運がいいとか悪いとか。
誰かを誰かに、紹介することがある。
この人とあの人を会わせたらおもしろいだろうなあ。この人とあの人は気が合うだろうなあ。この人があの人に会っていないなんて、もったいないよ。ほとんどの場合、そんな感じで紹介する。
一方、誰かから「あの人を紹介してください」と頼まれ、それに応じることはあまりない。いや、もちろん「よしきた!」と動くことはある。博多弁で「まかせんしゃい!」と立ち上がることはある。けれども、シンプルに「そんなのやだよ」と思うことのほうが多いし、「おれに頼むなよ」と思ったりもする。文字にして書いてみると、いかにも了見の狭い男だ。
「あの人を紹介してほしい」とお願いしてくる誰かは、ぼくのことを見ていない。
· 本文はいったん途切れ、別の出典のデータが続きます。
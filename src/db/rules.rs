//! Assembly regex and blacklist tables.

use crate::{Error, Result};

use super::{BlacklistRow, Database, NewRegex, RegexRow};

impl Database {
    /// Active assembly regexes in evaluation order
    pub async fn active_regexes(&self) -> Result<Vec<RegexRow>> {
        sqlx::query_as::<_, RegexRow>(
            r#"
            SELECT id, group_name, pattern, ordinal, category_id, description
            FROM regexes
            WHERE status = 1
            ORDER BY ordinal, id
            "#,
        )
        .fetch_all(&self.pool)
        .await
        .map_err(|e| Error::query("Failed to list regexes", e))
    }

    /// Insert an assembly regex, returning its id
    pub async fn insert_regex(&self, regex: &NewRegex<'_>) -> Result<i64> {
        let result = sqlx::query(
            r#"
            INSERT INTO regexes (group_name, pattern, ordinal, category_id, status, description)
            VALUES (?, ?, ?, ?, 1, ?)
            "#,
        )
        .bind(regex.group_name)
        .bind(regex.pattern)
        .bind(regex.ordinal)
        .bind(regex.category_id)
        .bind(regex.description)
        .execute(&self.pool)
        .await
        .map_err(|e| Error::query("Failed to insert regex", e))?;

        Ok(result.last_insert_rowid())
    }

    /// Permanently disable a regex that failed to compile or match
    pub async fn disable_regex(&self, id: i64) -> Result<()> {
        sqlx::query("UPDATE regexes SET status = 0 WHERE id = ?")
            .bind(id)
            .execute(&self.pool)
            .await
            .map_err(|e| Error::query("Failed to disable regex", e))?;

        Ok(())
    }

    /// Active blacklist rules
    pub async fn active_blacklists(&self) -> Result<Vec<BlacklistRow>> {
        sqlx::query_as::<_, BlacklistRow>(
            r#"
            SELECT id, group_pattern, subject_pattern, description
            FROM blacklists
            WHERE status = 1
            ORDER BY id
            "#,
        )
        .fetch_all(&self.pool)
        .await
        .map_err(|e| Error::query("Failed to list blacklists", e))
    }

    /// Insert a blacklist rule, returning its id
    pub async fn insert_blacklist(
        &self,
        group_pattern: &str,
        subject_pattern: &str,
        description: Option<&str>,
    ) -> Result<i64> {
        let result = sqlx::query(
            r#"
            INSERT INTO blacklists (group_pattern, subject_pattern, status, description)
            VALUES (?, ?, 1, ?)
            "#,
        )
        .bind(group_pattern)
        .bind(subject_pattern)
        .bind(description)
        .execute(&self.pool)
        .await
        .map_err(|e| Error::query("Failed to insert blacklist", e))?;

        Ok(result.last_insert_rowid())
    }

    /// Permanently disable a blacklist rule whose patterns do not compile
    pub async fn disable_blacklist(&self, id: i64) -> Result<()> {
        sqlx::query("UPDATE blacklists SET status = 0 WHERE id = ?")
            .bind(id)
            .execute(&self.pool)
            .await
            .map_err(|e| Error::query("Failed to disable blacklist", e))?;

        Ok(())
    }
}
ぼくをするっと通り越して「あの人」だけを見ている。向こう岸にいる「あの人」だけを。その危なっかしい目線のありようがぼくに紹介を躊躇させるのだろう。自分にとって大事なあの人を、この人の前に差し出したくないと思わせるのだろう。
ライターという仕事柄、これまでたくさんの方々にインタビューしてきた。それぞれの人生を振り返りながら、みなさん「運」の大切さを語る。自分がここまでこれたのは、ひとえに運がよかったからだと語る。よくよく聞いてみるとそこでの運とは、人との「縁」であることがわかる。運よくあの人と出会えたことによって、道が開けたと。しかしながら出会いとは、道で偶然肩をぶつけるようにして起きるものではなく、多くの場合は誰かからの「紹介」や、場のセッティングを通じて生まれる類いのものだ。じゃあ「あの人を紹介してください!」みたいな人脈拡張ゲームに励んでいればいいのかというとたぶんそんなことはなく、やはり「目の前のあなた」と真摯に向き合った結果、思わぬ紹介なりセッティングなりが生まれるのだと思う。つまり自力がおよぶのは「目の前のあなた」との向き合い方までで、その先に紹介が生まれるかどうかは、あくまでも他力。ゆえに換言するなら「運」がいちばん似つかわしいひと言なのだろう。
運と呼ばれるものの正体が縁であり、その縁が紹介によって生まれるものであるならば、運とはひとえに「目の前のあなた」とどう向き合うかによって決まるものなのだ。